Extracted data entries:
= = = = = = =
/**
 * Username Provisioning
 *
 * Assigns a username to an identity that has none, on first need.
 *
 * Candidate derivation order: the local part of a known email address,
 * a slug of a known display name, then a synthetic `user_<id prefix>`.
 * Collisions are probed with a fixed short list of suffixes drawn from
 * the identity id, then a bounded counter; provisioning either
 * terminates with a usable unique handle or fails with
 * `ResourceExhausted`.
 */

use crate::auth::tokens::CallerIdentity;
use crate::error::ApiError;
use crate::store::Store;
use crate::users::directory;

/// Maximum slug length for derived candidates.
const MAX_SLUG_LEN: usize = 32;

/// Counter range probed after the fixed suffix list is exhausted.
const COUNTER_SUFFIXES: std::ops::RangeInclusive<u32> = 4..=32;

/// Strip everything outside `[A-Za-z0-9_]`, truncate, and default to
/// `user` when nothing survives.
pub fn slug(raw: &str) -> String {
    let cleaned: String = raw
        .chars()
        .filter(|c| c.is_ascii_alphanumeric() || *c == '_')
        .take(MAX_SLUG_LEN)
        .collect();
    if cleaned.is_empty() {
        "user".to_string()
    } else {
        cleaned
    }
}

fn base_candidate(identity: &CallerIdentity) -> String {
    if let Some(email) = identity.email.as_deref() {
        let local = email.split('@').next().unwrap_or("");
        if !local.is_empty() {
            return slug(local);
        }
    }
    if let Some(name) = identity.display_name.as_deref() {
        if !name.trim().is_empty() {
            return slug(name);
        }
    }
    let prefix: String = identity.id.chars().take(8).collect();
    slug(&format!("user_{prefix}"))
}

fn id_slice(id: &str, start: usize, end: usize) -> Option<String> {
    let slice: String = id.chars().skip(start).take(end - start).collect();
    if slice.is_empty() {
        None
    } else {
        Some(slice)
    }
}

fn suffix_candidates(id: &str) -> Vec<String> {
    let mut suffixes = vec![String::new()];
    if let Some(s) = id_slice(id, 0, 4) {
        suffixes.push(s);
    }
    if let Some(s) = id_slice(id, 4, 8) {
        suffixes.push(s);
    }
    for n in 1..=3u32 {
        suffixes.push(n.to_string());
    }
    for n in COUNTER_SUFFIXES {
        suffixes.push(n.to_string());
    }
    suffixes
}

/// Resolve the caller's username, provisioning one if absent.
///
/// Idempotent: a second call for the same identity without an
/// intervening claim returns the same pair and performs no store
/// write.
pub async fn resolve_or_provision_username(
    store: &dyn Store,
    identity: &CallerIdentity,
) -> Result<(String, String), ApiError> {
    if let Some(user) = store.get_user(&identity.id).await? {
        if user.has_username() {
            let lower = if user.username_lower.is_empty() {
                user.username.to_lowercase()
            } else {
                user.username_lower
            };
            return Ok((user.username, lower));
        }
    }

    let base = base_candidate(identity);
    for suffix in suffix_candidates(&identity.id) {
        let candidate = format!("{base}{suffix}");
        match directory::claim_username(store, &identity.id, &candidate).await {
            Ok(pair) => {
                tracing::info!(id = %identity.id, username = %pair.0, "provisioned username");
                return Ok(pair);
            }
            Err(ApiError::Conflict(_)) => continue,
            Err(other) => return Err(other),
        }
    }

    Err(ApiError::ResourceExhausted(format!(
        "no free username for candidate {base}"
    )))
}

#[cfg(test)]
mod tests {
    use super::*;
    use crate::store::MemoryStore;

    fn identity(id: &str, email: Option<&str>, name: Option<&str>) -> CallerIdentity {
        CallerIdentity {
            id: id.to_string(),
            email: email.map(str::to_string),
            display_name: name.map(str::to_string),
        }
    }

    #[test]
    fn test_slug() {
        assert_eq!(slug("Cole M!"), "ColeM");
        assert_eq!(slug("---"), "user");
        assert_eq!(slug("a_b.c"), "a_bc");
        assert_eq!(slug(&"x".repeat(50)).len(), 32);
    }

    #[tokio::test]
    async fn test_prefers_email_local_part() {
        let store = MemoryStore::new();
        let caller = identity("uid12345", Some("cole.m@example.com"), Some("Someone Else"));

        let (username, lower) = resolve_or_provision_username(&store, &caller).await.unwrap();
        assert_eq!(username, "colem");
        assert_eq!(lower, "colem");
    }

    #[tokio::test]
    async fn test_falls_back_to_display_name_then_synthetic() {
        let store = MemoryStore::new();
        let caller = identity("uid12345", None, Some("Jack Sparrow"));
        let (username, _) = resolve_or_provision_username(&store, &caller).await.unwrap();
        assert_eq!(username, "JackSparrow");

        let anon = identity("abcdef0123", None, None);
        let (username, _) = resolve_or_provision_username(&store, &anon).await.unwrap();
        assert_eq!(username, "user_abcdef01");
    }

    #[tokio::test]
    async fn test_collision_uses_id_suffix() {
        let store = MemoryStore::new();
        directory::claim_username(&store, "other", "cole").await.unwrap();

        let caller = identity("wxyz5678", Some("cole@example.com"), None);
        let (username, lower) = resolve_or_provision_username(&store, &caller).await.unwrap();
        assert_eq!(username, "colewxyz");
        assert_eq!(lower, "colewxyz");
    }

    #[tokio::test]
    async fn test_counter_fallback_when_fixed_suffixes_taken() {
        let store = MemoryStore::new();
        let caller = identity("wxyz5678", Some("cole@example.com"), None);
        for (i, name) in ["cole", "colewxyz", "cole5678", "cole1", "cole2", "cole3"]
            .iter()
            .enumerate()
        {
            directory::claim_username(&store, &format!("squatter{i}"), name)
                .await
                .unwrap();
        }

        let (username, _) = resolve_or_provision_username(&store, &caller).await.unwrap();
        assert_eq!(username, "cole4");
    }

    #[tokio::test]
    async fn test_exhaustion_is_terminal() {
        let store = MemoryStore::new();
        let caller = identity("wxyz5678", Some("cole@example.com"), None);
        let mut names = vec![
            "cole".to_string(),
            "colewxyz".to_string(),
            "cole5678".to_string(),
        ];
        names.extend((1..=32).map(|n| format!("cole{n}")));
        for (i, name) in names.iter().enumerate() {
            directory::claim_username(&store, &format!("squatter{i}"), name)
                .await
                .unwrap();
        }

        let err = resolve_or_provision_username(&store, &caller).await.unwrap_err();
        assert!(matches!(err, ApiError::ResourceExhausted(_)));
    }

    #[tokio::test]
    async fn test_idempotent_and_no_redundant_write() {
        let store = MemoryStore::new();
        let caller = identity("uid12345", Some("cole@example.com"), None);

        let first = resolve_or_provision_username(&store, &caller).await.unwrap();
        let writes_after_first = store.user_merge_count();

        let second = resolve_or_provision_username(&store, &caller).await.unwrap();
        assert_eq!(first, second);
        assert_eq!(store.user_merge_count(), writes_after_first);
    }

    #[tokio::test]
    async fn test_candidate_owned_by_self_wins_immediately() {
        let store = MemoryStore::new();
        // caller already owns the handle but the record predates the
        // username field being read back (empty username path is
        // covered by get_user above; this exercises the claim loop)
        directory::claim_username(&store, "uid12345", "cole").await.unwrap();
        let caller = identity("uid12345", Some("cole@example.com"), None);

        let (username, _) = resolve_or_provision_username(&store, &caller).await.unwrap();
        assert_eq!(username, "cole");
    }
}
= = = = = = =
[Task brief] For this exercise, please output exactly the lines above starting at the line with "for n in COUNTER_SUFFIXES" and ending at the line with "Result<(String, String), ApiError>", ends included.

[Output for this task]
    for n in COUNTER_SUFFIXES {
        suffixes.push(n.to_string());
    }
    suffixes
}

/// Resolve the caller's username, provisioning one if absent.
///
/// Idempotent: a second call for the same identity without an
/// intervening claim returns the same pair and performs no store
/// write.
pub async fn resolve_or_provision_username(
    store: &dyn Store,
    identity: &CallerIdentity,
) -> Result<(String, String), ApiError> {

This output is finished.